ACTIVITY: Your answer should consist of the lines in the listing that hold "AudioBuffer".

SOURCE DATA:
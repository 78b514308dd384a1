use std::path::Path;

use hound::{SampleFormat, WavReader, WavSpec, WavWriter};
use tracing::debug;

use crate::error::{ChopError, Result};

use super::AudioBuffer;

/// Decode a WAV file into an [`AudioBuffer`], preserving its native sample
/// rate and channel count. 16/24/32-bit integer and 32-bit float samples are
/// accepted.
pub fn read_wav(path: &Path) -> Result<AudioBuffer> {
    let reader = WavReader::open(path).map_err(|e| {
        ChopError::InvalidAudioInput(format!("failed to open {}: {e}", path.display()))
    })?;

    let spec = reader.spec();
    debug!(
        "Reading {}: {} Hz, {} channel(s), {} bits",
        path.display(),
        spec.sample_rate,
        spec.channels,
        spec.bits_per_sample
    );

    let samples: Vec<f32> = match (spec.sample_format, spec.bits_per_sample) {
        (SampleFormat::Int, 16) => reader
            .into_samples::<i16>()
            .map(|s| s.map(|v| v as f32 / i16::MAX as f32))
            .collect::<std::result::Result<_, _>>()?,
        (SampleFormat::Int, bits @ (24 | 32)) => {
            let scale = ((1i64 << (bits - 1)) - 1) as f32;
            reader
                .into_samples::<i32>()
                .map(|s| s.map(|v| v as f32 / scale))
                .collect::<std::result::Result<_, _>>()?
        }
        (SampleFormat::Float, 32) => reader
            .into_samples::<f32>()
            .collect::<std::result::Result<_, _>>()?,
        (format, bits) => {
            return Err(ChopError::InvalidAudioInput(format!(
                "unsupported sample format in {}: {bits}-bit {format:?}",
                path.display()
            )));
        }
    };

    Ok(AudioBuffer::new(samples, spec.sample_rate, spec.channels))
}

/// Encode a buffer as 16-bit PCM WAV at its native rate and channel count.
pub fn write_wav(path: &Path, buffer: &AudioBuffer) -> Result<()> {
    let spec = WavSpec {
        channels: buffer.channels(),
        sample_rate: buffer.sample_rate(),
        bits_per_sample: 16,
        sample_format: SampleFormat::Int,
    };

    let mut writer = WavWriter::create(path, spec)?;
    for &sample in buffer.samples() {
        let value = (sample.clamp(-1.0, 1.0) * i16::MAX as f32) as i16;
        writer.write_sample(value)?;
    }
    writer.finalize()?;

    Ok(())
}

SOLUTION TO THIS TASK:
use super::AudioBuffer;
/// Decode a WAV file into an [`AudioBuffer`], preserving its native sample
pub fn read_wav(path: &Path) -> Result<AudioBuffer> {
    Ok(AudioBuffer::new(samples, spec.sample_rate, spec.channels))
pub fn write_wav(path: &Path, buffer: &AudioBuffer) -> Result<()> {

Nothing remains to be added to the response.